> [INPUT DATA]:
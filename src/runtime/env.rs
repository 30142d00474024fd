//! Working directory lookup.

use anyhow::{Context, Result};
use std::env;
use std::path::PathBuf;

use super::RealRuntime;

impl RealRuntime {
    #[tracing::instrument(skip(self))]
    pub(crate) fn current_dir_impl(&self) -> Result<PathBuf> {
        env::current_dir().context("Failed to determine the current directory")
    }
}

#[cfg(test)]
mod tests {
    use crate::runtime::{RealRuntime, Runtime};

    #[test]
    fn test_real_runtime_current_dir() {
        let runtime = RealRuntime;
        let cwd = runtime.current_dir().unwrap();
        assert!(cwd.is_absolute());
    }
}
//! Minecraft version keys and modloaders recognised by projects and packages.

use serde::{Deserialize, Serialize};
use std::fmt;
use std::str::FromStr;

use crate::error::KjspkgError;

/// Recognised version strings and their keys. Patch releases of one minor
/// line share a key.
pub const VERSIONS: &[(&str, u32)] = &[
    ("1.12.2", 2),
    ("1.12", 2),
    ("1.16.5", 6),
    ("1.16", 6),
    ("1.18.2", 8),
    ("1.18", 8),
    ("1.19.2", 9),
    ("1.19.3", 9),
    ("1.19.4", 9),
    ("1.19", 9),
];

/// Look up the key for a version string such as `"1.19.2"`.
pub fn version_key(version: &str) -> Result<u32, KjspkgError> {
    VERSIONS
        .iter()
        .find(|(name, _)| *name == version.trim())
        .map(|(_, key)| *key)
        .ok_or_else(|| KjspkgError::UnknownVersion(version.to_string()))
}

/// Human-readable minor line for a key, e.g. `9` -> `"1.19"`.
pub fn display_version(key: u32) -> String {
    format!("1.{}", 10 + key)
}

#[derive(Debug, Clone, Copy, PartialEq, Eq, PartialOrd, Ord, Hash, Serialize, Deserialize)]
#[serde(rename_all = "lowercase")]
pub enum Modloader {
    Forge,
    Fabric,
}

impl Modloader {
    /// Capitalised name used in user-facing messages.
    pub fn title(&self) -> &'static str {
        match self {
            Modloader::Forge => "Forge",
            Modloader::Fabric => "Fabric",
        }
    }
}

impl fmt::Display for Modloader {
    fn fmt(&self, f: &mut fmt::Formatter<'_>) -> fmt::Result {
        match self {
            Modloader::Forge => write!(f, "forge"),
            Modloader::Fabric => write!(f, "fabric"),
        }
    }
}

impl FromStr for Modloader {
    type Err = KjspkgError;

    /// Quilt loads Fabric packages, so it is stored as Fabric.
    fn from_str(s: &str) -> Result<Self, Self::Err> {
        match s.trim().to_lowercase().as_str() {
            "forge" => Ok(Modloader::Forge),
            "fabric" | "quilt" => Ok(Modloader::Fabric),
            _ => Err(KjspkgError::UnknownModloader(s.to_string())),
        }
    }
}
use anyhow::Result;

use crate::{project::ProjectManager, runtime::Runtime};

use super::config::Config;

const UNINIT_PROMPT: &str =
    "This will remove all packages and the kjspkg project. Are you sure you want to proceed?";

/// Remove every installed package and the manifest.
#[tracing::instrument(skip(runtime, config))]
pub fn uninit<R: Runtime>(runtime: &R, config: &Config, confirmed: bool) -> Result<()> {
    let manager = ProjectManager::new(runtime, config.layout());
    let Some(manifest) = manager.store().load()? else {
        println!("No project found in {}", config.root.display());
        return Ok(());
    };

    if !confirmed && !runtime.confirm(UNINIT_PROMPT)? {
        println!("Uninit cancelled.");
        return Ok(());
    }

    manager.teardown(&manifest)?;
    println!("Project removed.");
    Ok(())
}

==

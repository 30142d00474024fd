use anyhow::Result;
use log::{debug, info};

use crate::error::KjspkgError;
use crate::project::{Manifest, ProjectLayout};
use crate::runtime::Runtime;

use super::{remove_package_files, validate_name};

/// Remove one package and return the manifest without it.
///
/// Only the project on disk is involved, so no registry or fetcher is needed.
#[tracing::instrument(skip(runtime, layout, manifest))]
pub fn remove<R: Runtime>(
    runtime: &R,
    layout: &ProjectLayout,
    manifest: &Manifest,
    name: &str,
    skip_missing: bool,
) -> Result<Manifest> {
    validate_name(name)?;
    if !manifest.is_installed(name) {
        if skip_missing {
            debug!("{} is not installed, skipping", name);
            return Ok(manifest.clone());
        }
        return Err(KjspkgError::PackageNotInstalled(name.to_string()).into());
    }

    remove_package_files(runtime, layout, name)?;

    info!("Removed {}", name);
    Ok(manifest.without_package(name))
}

> [PROBLEM]:
Retype, exactly and in full, the lines above from the one containing "Hash, Serialize, Deserialize)]" through the one containing "manager.teardown(&manifest)?;".

> [RESULT OF THE EXERCISE]:
#[derive(Debug, Clone, Copy, PartialEq, Eq, PartialOrd, Ord, Hash, Serialize, Deserialize)]
#[serde(rename_all = "lowercase")]
pub enum Modloader {
    Forge,
    Fabric,
}

impl Modloader {
    /// Capitalised name used in user-facing messages.
    pub fn title(&self) -> &'static str {
        match self {
            Modloader::Forge => "Forge",
            Modloader::Fabric => "Fabric",
        }
    }
}

impl fmt::Display for Modloader {
    fn fmt(&self, f: &mut fmt::Formatter<'_>) -> fmt::Result {
        match self {
            Modloader::Forge => write!(f, "forge"),
            Modloader::Fabric => write!(f, "fabric"),
        }
    }
}

impl FromStr for Modloader {
    type Err = KjspkgError;

    /// Quilt loads Fabric packages, so it is stored as Fabric.
    fn from_str(s: &str) -> Result<Self, Self::Err> {
        match s.trim().to_lowercase().as_str() {
            "forge" => Ok(Modloader::Forge),
            "fabric" | "quilt" => Ok(Modloader::Fabric),
            _ => Err(KjspkgError::UnknownModloader(s.to_string())),
        }
    }
}
use anyhow::Result;

use crate::{project::ProjectManager, runtime::Runtime};

use super::config::Config;

const UNINIT_PROMPT: &str =
    "This will remove all packages and the kjspkg project. Are you sure you want to proceed?";

/// Remove every installed package and the manifest.
#[tracing::instrument(skip(runtime, config))]
pub fn uninit<R: Runtime>(runtime: &R, config: &Config, confirmed: bool) -> Result<()> {
    let manager = ProjectManager::new(runtime, config.layout());
    let Some(manifest) = manager.store().load()? else {
        println!("No project found in {}", config.root.display());
        return Ok(());
    };

    if !confirmed && !runtime.confirm(UNINIT_PROMPT)? {
        println!("Uninit cancelled.");
        return Ok(());
    }

    manager.teardown(&manifest)?;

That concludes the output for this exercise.